WHAT YOU WILL DO. Write out, word for word, the line that contains "out waiting for" and each line after it down to the last line of the data below. Include nothing more.

+++ DATA TO PROCESS

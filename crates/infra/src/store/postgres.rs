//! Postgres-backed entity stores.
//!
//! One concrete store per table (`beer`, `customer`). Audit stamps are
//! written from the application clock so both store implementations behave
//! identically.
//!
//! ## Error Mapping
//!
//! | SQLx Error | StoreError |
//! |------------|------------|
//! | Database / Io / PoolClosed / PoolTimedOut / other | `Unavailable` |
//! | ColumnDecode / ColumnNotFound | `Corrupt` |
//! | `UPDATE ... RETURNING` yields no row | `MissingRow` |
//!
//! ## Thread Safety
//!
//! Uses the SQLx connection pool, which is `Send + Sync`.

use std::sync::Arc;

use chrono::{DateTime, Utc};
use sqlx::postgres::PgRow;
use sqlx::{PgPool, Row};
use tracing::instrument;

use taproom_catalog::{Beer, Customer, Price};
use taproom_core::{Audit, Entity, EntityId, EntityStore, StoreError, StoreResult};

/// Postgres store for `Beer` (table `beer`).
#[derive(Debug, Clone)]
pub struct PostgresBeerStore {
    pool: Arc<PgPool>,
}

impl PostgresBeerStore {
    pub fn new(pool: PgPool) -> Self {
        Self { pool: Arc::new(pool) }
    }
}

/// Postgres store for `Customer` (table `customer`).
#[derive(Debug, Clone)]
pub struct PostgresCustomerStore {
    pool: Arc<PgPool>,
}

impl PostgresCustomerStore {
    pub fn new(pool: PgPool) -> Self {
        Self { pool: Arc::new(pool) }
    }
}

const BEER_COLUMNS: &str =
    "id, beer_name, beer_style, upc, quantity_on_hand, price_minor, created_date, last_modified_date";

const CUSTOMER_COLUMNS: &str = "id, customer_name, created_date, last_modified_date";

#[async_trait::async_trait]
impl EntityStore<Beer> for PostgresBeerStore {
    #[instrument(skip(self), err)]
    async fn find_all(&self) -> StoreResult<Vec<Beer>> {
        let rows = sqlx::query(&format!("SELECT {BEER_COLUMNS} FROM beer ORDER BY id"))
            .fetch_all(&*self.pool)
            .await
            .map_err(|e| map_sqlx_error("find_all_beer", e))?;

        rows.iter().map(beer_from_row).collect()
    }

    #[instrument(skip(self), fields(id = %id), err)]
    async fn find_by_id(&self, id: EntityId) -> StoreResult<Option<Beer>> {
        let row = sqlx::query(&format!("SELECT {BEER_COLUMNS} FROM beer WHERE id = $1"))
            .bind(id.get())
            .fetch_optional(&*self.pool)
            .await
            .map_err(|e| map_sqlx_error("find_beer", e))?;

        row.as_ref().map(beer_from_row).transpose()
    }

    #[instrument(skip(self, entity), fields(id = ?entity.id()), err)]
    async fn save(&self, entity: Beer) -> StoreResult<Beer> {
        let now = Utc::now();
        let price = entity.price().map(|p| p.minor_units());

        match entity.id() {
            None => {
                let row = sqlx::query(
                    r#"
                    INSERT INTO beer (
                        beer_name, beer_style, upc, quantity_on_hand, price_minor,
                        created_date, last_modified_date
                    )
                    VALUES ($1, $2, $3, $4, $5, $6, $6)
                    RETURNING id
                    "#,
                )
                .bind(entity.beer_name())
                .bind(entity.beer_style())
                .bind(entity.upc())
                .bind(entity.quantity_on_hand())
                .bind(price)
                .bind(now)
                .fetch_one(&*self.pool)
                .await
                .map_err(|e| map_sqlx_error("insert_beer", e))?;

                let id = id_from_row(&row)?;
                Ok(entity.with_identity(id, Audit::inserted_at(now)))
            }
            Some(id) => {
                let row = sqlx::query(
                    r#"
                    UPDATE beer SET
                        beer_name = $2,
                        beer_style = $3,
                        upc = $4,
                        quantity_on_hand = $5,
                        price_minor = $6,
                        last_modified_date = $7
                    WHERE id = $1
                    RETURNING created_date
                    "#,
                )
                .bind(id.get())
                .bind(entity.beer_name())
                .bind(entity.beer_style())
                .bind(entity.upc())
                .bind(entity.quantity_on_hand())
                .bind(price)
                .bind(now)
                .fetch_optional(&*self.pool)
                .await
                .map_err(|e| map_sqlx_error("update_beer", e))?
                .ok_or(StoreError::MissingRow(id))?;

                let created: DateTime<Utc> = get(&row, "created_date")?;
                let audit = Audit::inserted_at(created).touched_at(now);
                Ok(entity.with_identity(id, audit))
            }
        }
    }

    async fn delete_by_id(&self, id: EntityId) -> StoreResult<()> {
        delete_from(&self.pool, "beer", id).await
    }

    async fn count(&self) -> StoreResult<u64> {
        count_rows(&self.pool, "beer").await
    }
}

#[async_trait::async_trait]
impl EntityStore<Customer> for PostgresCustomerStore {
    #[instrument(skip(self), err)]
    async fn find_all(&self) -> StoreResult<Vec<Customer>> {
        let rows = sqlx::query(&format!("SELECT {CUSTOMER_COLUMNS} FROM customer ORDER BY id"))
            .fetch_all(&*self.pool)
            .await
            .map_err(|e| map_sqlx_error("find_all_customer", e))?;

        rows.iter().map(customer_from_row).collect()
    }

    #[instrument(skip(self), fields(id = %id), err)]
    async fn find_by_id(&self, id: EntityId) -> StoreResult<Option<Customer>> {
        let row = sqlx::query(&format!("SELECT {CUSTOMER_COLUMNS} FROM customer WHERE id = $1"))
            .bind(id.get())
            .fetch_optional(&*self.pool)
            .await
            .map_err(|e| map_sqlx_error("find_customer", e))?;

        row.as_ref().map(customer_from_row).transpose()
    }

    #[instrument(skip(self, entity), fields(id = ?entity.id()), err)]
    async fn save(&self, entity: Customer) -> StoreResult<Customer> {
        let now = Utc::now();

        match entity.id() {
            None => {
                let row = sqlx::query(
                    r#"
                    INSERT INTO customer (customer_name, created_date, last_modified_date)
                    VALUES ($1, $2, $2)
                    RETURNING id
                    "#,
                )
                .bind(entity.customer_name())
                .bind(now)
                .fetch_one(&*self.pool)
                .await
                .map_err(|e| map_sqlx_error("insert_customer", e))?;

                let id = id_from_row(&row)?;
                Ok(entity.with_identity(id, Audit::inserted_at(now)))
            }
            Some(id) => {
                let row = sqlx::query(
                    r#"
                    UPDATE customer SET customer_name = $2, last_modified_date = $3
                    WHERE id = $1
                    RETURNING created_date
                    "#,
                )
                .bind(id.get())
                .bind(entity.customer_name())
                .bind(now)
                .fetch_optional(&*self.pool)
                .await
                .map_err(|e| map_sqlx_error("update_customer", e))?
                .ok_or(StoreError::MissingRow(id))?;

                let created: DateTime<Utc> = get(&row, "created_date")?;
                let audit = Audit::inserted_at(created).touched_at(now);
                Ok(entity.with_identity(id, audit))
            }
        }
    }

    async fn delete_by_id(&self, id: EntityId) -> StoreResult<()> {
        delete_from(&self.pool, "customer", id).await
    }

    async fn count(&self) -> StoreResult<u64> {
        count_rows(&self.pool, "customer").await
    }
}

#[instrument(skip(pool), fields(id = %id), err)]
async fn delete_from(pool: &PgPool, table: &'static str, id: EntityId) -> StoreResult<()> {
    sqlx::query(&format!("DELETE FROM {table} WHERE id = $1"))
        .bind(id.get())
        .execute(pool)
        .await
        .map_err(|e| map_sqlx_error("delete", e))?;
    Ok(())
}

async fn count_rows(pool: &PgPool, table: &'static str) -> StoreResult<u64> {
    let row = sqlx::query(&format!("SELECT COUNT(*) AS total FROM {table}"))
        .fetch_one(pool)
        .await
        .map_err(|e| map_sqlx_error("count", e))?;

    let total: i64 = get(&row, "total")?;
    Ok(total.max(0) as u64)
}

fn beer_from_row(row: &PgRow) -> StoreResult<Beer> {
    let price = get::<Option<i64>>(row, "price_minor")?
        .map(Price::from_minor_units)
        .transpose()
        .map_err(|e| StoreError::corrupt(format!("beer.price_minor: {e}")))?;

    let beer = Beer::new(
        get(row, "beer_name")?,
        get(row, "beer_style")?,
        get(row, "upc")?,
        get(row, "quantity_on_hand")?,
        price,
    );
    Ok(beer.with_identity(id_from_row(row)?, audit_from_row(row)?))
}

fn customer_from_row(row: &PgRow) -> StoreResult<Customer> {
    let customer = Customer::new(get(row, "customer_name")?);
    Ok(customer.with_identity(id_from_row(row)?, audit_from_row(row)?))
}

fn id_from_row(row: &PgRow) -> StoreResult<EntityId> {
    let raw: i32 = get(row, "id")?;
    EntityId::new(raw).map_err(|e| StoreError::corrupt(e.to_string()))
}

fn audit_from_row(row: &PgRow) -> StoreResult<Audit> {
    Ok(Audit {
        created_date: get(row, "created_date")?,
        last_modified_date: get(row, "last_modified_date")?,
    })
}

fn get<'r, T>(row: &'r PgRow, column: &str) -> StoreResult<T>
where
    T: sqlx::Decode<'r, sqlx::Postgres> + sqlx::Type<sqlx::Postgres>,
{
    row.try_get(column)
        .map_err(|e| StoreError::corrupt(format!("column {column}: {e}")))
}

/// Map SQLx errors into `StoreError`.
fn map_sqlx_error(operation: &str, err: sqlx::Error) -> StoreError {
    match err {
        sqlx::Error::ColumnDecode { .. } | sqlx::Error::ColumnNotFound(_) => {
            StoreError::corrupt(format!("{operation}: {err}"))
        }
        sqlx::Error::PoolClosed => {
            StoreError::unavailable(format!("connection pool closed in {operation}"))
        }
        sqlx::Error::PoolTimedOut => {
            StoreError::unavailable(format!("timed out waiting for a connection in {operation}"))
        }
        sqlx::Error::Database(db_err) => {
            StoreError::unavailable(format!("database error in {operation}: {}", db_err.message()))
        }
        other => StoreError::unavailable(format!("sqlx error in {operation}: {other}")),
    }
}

++++++

RESPONSE AREA.
            StoreError::unavailable(format!("timed out waiting for a connection in {operation}"))
        }
        sqlx::Error::Database(db_err) => {
            StoreError::unavailable(format!("database error in {operation}: {}", db_err.message()))
        }
        other => StoreError::unavailable(format!("sqlx error in {operation}: {other}")),
    }
}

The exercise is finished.